It’s similar to how FATCA works with money. FATCA doesn’t make it illegal to move capital outside of the US. But it achieves the same effect by imposing onerous regulations that can make it impractical.
In the same sense, the government could achieve de facto people controls through deliberately excessive rules and regulations.
2. Migration Controls
Migration controls are official restrictions on the movement of a country’s citizens.
Sometimes governments will put restrictions on certain citizens from leaving the country. This is especially true during times of crisis and for those who have accumulated some savings.
Many people feel that they can simply wait till things get bad and then exit. But it’s likely the politicians will have slammed the door shut by then.
For example, after Castro came to power in Cuba, the government used to make its citizens apply for an exit visa to leave the island. They did not grant it easily.
3. Revoking Citizenship and Passport
This is the most severe form of people and travel controls.
Preventing people from leaving has always been the hallmark of an authoritarian regime. Unfortunately the practice is growing in so-called liberal democracies for ever more trivial offenses.
In the US, for example, the government can cancel your passport if they accuse you of a felony.
Many people think felonies only consist of major crimes like robbery and murder.
But that isn’t true.
The ever-expanding mountain of laws and regulations has criminalized even the most mundane activities. A felony is not as hard to commit as you might think. Many victimless “crimes” are felonies.
A study has found that the average American inadvertently commits three felonies a day.
So, if the US government really wants to cancel your US passport, it can find some technicality to do so… for anyone.
Second Passports - An Antidote to Travel Controls
Here’s what my colleague and the always insightful Jeff Thomas has to say about travel controls:
As a country approaches an economic collapse, a crystal ball is not necessary to predict that, amongst the actions of the government, will be increased currency controls, travel controls, tariffs, and a host of other last-ditch efforts to keep the sheep penned in - to assure their presence for a final shearing.
What remains for the reader to determine, if he is a resident of one of the nations that is presently in decline, is whether he: a) believes that, in the future, his ability to travel internationally may be either restricted or prohibited; and b) whether he should take steps to assure his liberty for the future. If so, it might be wise to do so before he actually has lost his ability to travel.
If you have only one passport, you’re vulnerable to travel controls.
I think it’s absolutely essential to obtain the political diversification benefits of having a second passport. You’ll protect yourself against travel controls. You’ll give yourself peace of mind knowing that you will always have options.

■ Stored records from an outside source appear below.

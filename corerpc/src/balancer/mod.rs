//! Load balancers (spec.md §4.6). All implementations receive
//! `(endpoints, request) -> endpoint` and tolerate empty/single-element
//! inputs.

mod consistent_hash;
mod random;
mod round_robin;

pub use consistent_hash::ConsistentHashBalancer;
pub use random::RandomBalancer;
pub use round_robin::RoundRobinBalancer;

use crate::model::{RpcRequest, ServiceEndpoint};

pub trait LoadBalancer: Send + Sync {
    fn name(&self) -> &'static str;
    fn select<'a>(
        &self,
        endpoints: &'a [ServiceEndpoint],
        request: &RpcRequest,
    ) -> Option<&'a ServiceEndpoint>;
}
//! Authentication: signed (JWT-style) tokens and opaque keys, plus the
//! role-based authorization policy consumed by the security interceptor
//! (spec.md §4.12).

use std::collections::HashMap;
use std::sync::atomic::{AtomicI64, Ordering};
use std::time::{SystemTime, UNIX_EPOCH};

use base64::Engine;
use base64::engine::general_purpose::URL_SAFE_NO_PAD;
use dashmap::DashMap;
use hmac::{Hmac, Mac};
use serde::{Deserialize, Serialize};
use sha2::Sha256;

use crate::{Result, RpcError};

type HmacSha256 = Hmac<Sha256>;

fn now_secs() -> i64 {
    SystemTime::now()
        .duration_since(UNIX_EPOCH)
        .unwrap_or_default()
        .as_secs() as i64
}

pub const SIGNED_TOKEN_DEFAULT_EXPIRY_SECS: i64 = 24 * 60 * 60;
pub const OPAQUE_KEY_DEFAULT_EXPIRY_SECS: i64 = 30 * 24 * 60 * 60;

#[derive(Debug, Clone, PartialEq, Eq)]
pub enum AuthType {
    Signed,
    Opaque,
}

/// The result of a successful validation, handed to authorization policy
/// (spec.md §4.12).
#[derive(Debug, Clone)]
pub struct AuthContext {
    pub principal: String,
    pub roles: Vec<String>,
    pub auth_type: AuthType,
    pub expires_at: i64,
}

impl AuthContext {
    fn is_expired(&self, now: i64) -> bool {
        now >= self.expires_at
    }
}

#[derive(Debug, Serialize, Deserialize)]
struct Header {
    alg: String,
    typ: String,
}

#[derive(Debug, Serialize, Deserialize)]
struct Payload {
    sub: String,
    iat: i64,
    exp: i64,
    roles: Vec<String>,
}

fn b64_encode(bytes: &[u8]) -> String {
    URL_SAFE_NO_PAD.encode(bytes)
}

fn b64_decode(s: &str) -> Result<Vec<u8>> {
    URL_SAFE_NO_PAD
        .decode(s)
        .map_err(|e| RpcError::Unauthenticated(format!("bad base64: {e}")))
}

/// Active signing secrets: newest used for signing, any accepted for
/// verification, enabling rotation without invalidating older tokens
/// (spec.md §9 Open Question, resolved in DESIGN.md).
#[derive(Clone)]
pub struct SigningSecrets {
    secrets: Vec<Vec<u8>>,
}

impl SigningSecrets {
    pub fn new(secrets: Vec<Vec<u8>>) -> Self {
        assert!(!secrets.is_empty(), "at least one signing secret required");
        Self { secrets }
    }

    fn signing_secret(&self) -> &[u8] {
        self.secrets.last().unwrap()
    }
}

/// Issues and verifies `{header}.{payload}.{signature}` tokens signed with
/// HMAC-SHA256 (spec.md §4.12).
pub struct SignedTokenIssuer {
    secrets: SigningSecrets,
}

impl SignedTokenIssuer {
    pub fn new(secrets: SigningSecrets) -> Self {
        Self { secrets }
    }

    fn sign(secret: &[u8], signing_input: &str) -> Result<String> {
        let mut mac = HmacSha256::new_from_slice(secret)
            .map_err(|e| RpcError::Unauthenticated(format!("bad signing secret: {e}")))?;
        mac.update(signing_input.as_bytes());
        Ok(b64_encode(&mac.finalize().into_bytes()))
    }

    pub fn issue(&self, subject: &str, roles: Vec<String>, expiry_secs: i64) -> Result<String> {
        let header = Header {
            alg: "HS256".into(),
            typ: "JWT".into(),
        };
        let now = now_secs();
        let payload = Payload {
            sub: subject.to_string(),
            iat: now,
            exp: now + expiry_secs,
            roles,
        };
        let header_b64 = b64_encode(
            &serde_json::to_vec(&header)
                .map_err(|e| RpcError::SerializationError(e.to_string()))?,
        );
        let payload_b64 = b64_encode(
            &serde_json::to_vec(&payload)
                .map_err(|e| RpcError::SerializationError(e.to_string()))?,
        );
        let signing_input = format!("{header_b64}.{payload_b64}");
        let signature = Self::sign(self.secrets.signing_secret(), &signing_input)?;
        Ok(format!("{signing_input}.{signature}"))
    }

    /// Format check, signature equality against any active secret, then
    /// expiry (spec.md §4.12).
    pub fn verify(&self, token: &str) -> Result<AuthContext> {
        let parts: Vec<&str> = token.split('.').collect();
        if parts.len() != 3 {
            return Err(RpcError::Unauthenticated("malformed token".to_string()));
        }
        let signing_input = format!("{}.{}", parts[0], parts[1]);
        let matches = self
            .secrets
            .secrets
            .iter()
            .any(|secret| match Self::sign(secret, &signing_input) {
                Ok(expected) => expected == parts[2],
                Err(_) => false,
            });
        if !matches {
            return Err(RpcError::Unauthenticated("bad signature".to_string()));
        }
        let payload_bytes = b64_decode(parts[1])?;
        let payload: Payload = serde_json::from_slice(&payload_bytes)
            .map_err(|e| RpcError::Unauthenticated(format!("bad payload: {e}")))?;
        if now_secs() >= payload.exp {
            return Err(RpcError::Unauthenticated("token expired".to_string()));
        }
        Ok(AuthContext {
            principal: payload.sub,
            roles: payload.roles,
            auth_type: AuthType::Signed,
            expires_at: payload.exp,
        })
    }
}

/// Server-side opaque key registry entry (spec.md §3, §4.12).
#[derive(Debug, Clone)]
pub struct OpaqueKeyEntry {
    pub service_id: Option<String>,
    pub roles: Vec<String>,
    pub created_at: i64,
    pub expires_at: i64,
    pub enabled: bool,
}

#[derive(Default)]
pub struct OpaqueKeyRegistry {
    keys: DashMap<String, OpaqueKeyEntry>,
}

impl OpaqueKeyRegistry {
    pub fn new() -> Self {
        Self::default()
    }

    pub fn generate(&self, service_id: Option<String>, roles: Vec<String>, expiry_secs: i64) -> String {
        let key = uuid::Uuid::new_v4().to_string();
        let now = now_secs();
        self.keys.insert(
            key.clone(),
            OpaqueKeyEntry {
                service_id,
                roles,
                created_at: now,
                expires_at: now + expiry_secs,
                enabled: true,
            },
        );
        key
    }

    /// Existence, enabled, optional service-ID match, and expiry
    /// (spec.md §4.12).
    pub fn validate(&self, key: &str, service_id: Option<&str>) -> Result<AuthContext> {
        let entry = self
            .keys
            .get(key)
            .ok_or_else(|| RpcError::Unauthenticated("unknown opaque key".to_string()))?;
        if !entry.enabled {
            return Err(RpcError::Unauthenticated("opaque key disabled".to_string()));
        }
        if let (Some(expected), Some(actual)) = (service_id, entry.service_id.as_deref()) {
            if expected != actual {
                return Err(RpcError::Unauthenticated("service id mismatch".to_string()));
            }
        }
        if now_secs() >= entry.expires_at {
            return Err(RpcError::Unauthenticated("opaque key expired".to_string()));
        }
        Ok(AuthContext {
            principal: entry.service_id.clone().unwrap_or_else(|| key.to_string()),
            roles: entry.roles.clone(),
            auth_type: AuthType::Opaque,
            expires_at: entry.expires_at,
        })
    }
}

/// Failure codes surfaced by the security interceptor (spec.md §4.12).
pub mod failure_code {
    pub const MISSING_TOKEN: &str = "MISSING_TOKEN";
    pub const INVALID_TOKEN: &str = "INVALID_TOKEN";
    pub const INSUFFICIENT_PERMISSIONS: &str = "INSUFFICIENT_PERMISSIONS";
}

#[derive(Debug, Clone)]
pub struct AuthConfig {
    pub secrets: Vec<Vec<u8>>,
    /// Interface-name prefixes that bypass authentication entirely
    /// (spec.md §4.12 "public service").
    pub public_interface_prefixes: Vec<String>,
}

impl Default for AuthConfig {
    fn default() -> Self {
        Self {
            secrets: vec![b"change-me".to_vec()],
            public_interface_prefixes: vec!["public.".to_string()],
        }
    }
}

struct CachedValidation {
    context: AuthContext,
}

/// Process-wide authentication manager: caches successful validations keyed
/// by token (or `token#service_id` for opaque keys), with a periodic sweep
/// removing expired entries (spec.md §4.12, §6).
pub struct AuthenticationManager {
    signed: SignedTokenIssuer,
    opaque: OpaqueKeyRegistry,
    config: AuthConfig,
    cache: DashMap<String, CachedValidation>,
    sweeps_run: AtomicI64,
}

impl AuthenticationManager {
    pub fn new(config: AuthConfig) -> Self {
        let signed = SignedTokenIssuer::new(SigningSecrets::new(config.secrets.clone()));
        Self {
            signed,
            opaque: OpaqueKeyRegistry::new(),
            config,
            cache: DashMap::new(),
            sweeps_run: AtomicI64::new(0),
        }
    }

    pub fn issue_signed_token(&self, subject: &str, roles: Vec<String>) -> Result<String> {
        self.signed
            .issue(subject, roles, SIGNED_TOKEN_DEFAULT_EXPIRY_SECS)
    }

    pub fn generate_opaque_key(&self, service_id: Option<String>, roles: Vec<String>) -> String {
        self.opaque
            .generate(service_id, roles, OPAQUE_KEY_DEFAULT_EXPIRY_SECS)
    }

    pub fn is_public(&self, interface: &str) -> bool {
        self.config
            .public_interface_prefixes
            .iter()
            .any(|prefix| interface.starts_with(prefix.as_str()))
    }

    /// If the token has three dot-separated segments, the signed-token path
    /// is attempted first, then the opaque-key path (spec.md §4.12).
    pub fn authenticate(&self, token: &str, service_id: Option<&str>) -> Result<AuthContext> {
        let cache_key = match service_id {
            Some(sid) => format!("{token}#{sid}"),
            None => token.to_string(),
        };
        if let Some(cached) = self.cache.get(&cache_key) {
            if !cached.context.is_expired(now_secs()) {
                return Ok(cached.context.clone());
            }
            drop(cached);
            self.cache.remove(&cache_key);
        }

        let looks_signed = token.split('.').count() == 3;
        let context = if looks_signed {
            self.signed
                .verify(token)
                .or_else(|_| self.opaque.validate(token, service_id))?
        } else {
            self.opaque.validate(token, service_id)?
        };

        self.cache.insert(
            cache_key,
            CachedValidation {
                context: context.clone(),
            },
        );
        Ok(context)
    }

    /// Removes expired cache entries; returns the count removed (spec.md
    /// §4.12 "periodic sweep").
    pub fn sweep_expired(&self) -> usize {
        self.sweeps_run.fetch_add(1, Ordering::Relaxed);
        let now = now_secs();
        let expired: Vec<String> = self
            .cache
            .iter()
            .filter(|entry| entry.context.is_expired(now))
            .map(|entry| entry.key().clone())
            .collect();
        for key in &expired {
            self.cache.remove(key);
        }
        expired.len()
    }

    /// Role policy: `admin`/`service` pass unconditionally; `read` passes
    /// only for read-intent methods; `write` passes for everything else
    /// (spec.md §4.12).
    pub fn authorize(&self, context: &AuthContext, method_is_read_intent: bool) -> Result<()> {
        let roles: HashMap<&str, ()> = context.roles.iter().map(|r| (r.as_str(), ())).collect();
        if roles.contains_key("admin") || roles.contains_key("service") {
            return Ok(());
        }
        if method_is_read_intent && roles.contains_key("read") {
            return Ok(());
        }
        if !method_is_read_intent && roles.contains_key("write") {
            return Ok(());
        }
        Err(RpcError::InsufficientPermissions(
            failure_code::INSUFFICIENT_PERMISSIONS.to_string(),
        ))
    }
}

impl Default for AuthenticationManager {
    fn default() -> Self {
        Self::new(AuthConfig::default())
    }
}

Among other things, having a second passport allows you to invest, bank, travel, reside, and do business in places that you could not before.
More options mean more freedom and opportunity.
I believe obtaining a second passport makes sense no matter what happens.
Unfortunately, getting one isn’t easy. There are no solutions that are at the same time cheap, easy, fast, and legitimate. Worse, there’s a lot of misinformation and bad advice out there that could cause you big problems. It’s essential to have a trusted resource to guide you through the process. That’s where International Man comes in.
You need to know the best countries to obtain a second passport in and exactly how to do it. We cover that in great actionable detail in our Going Globalpublication. Normally, this book retails for $99. But we believe this book is so important, especially right now, that we’ve arranged a way for US residents to get a free copy. Click here to secure your copy.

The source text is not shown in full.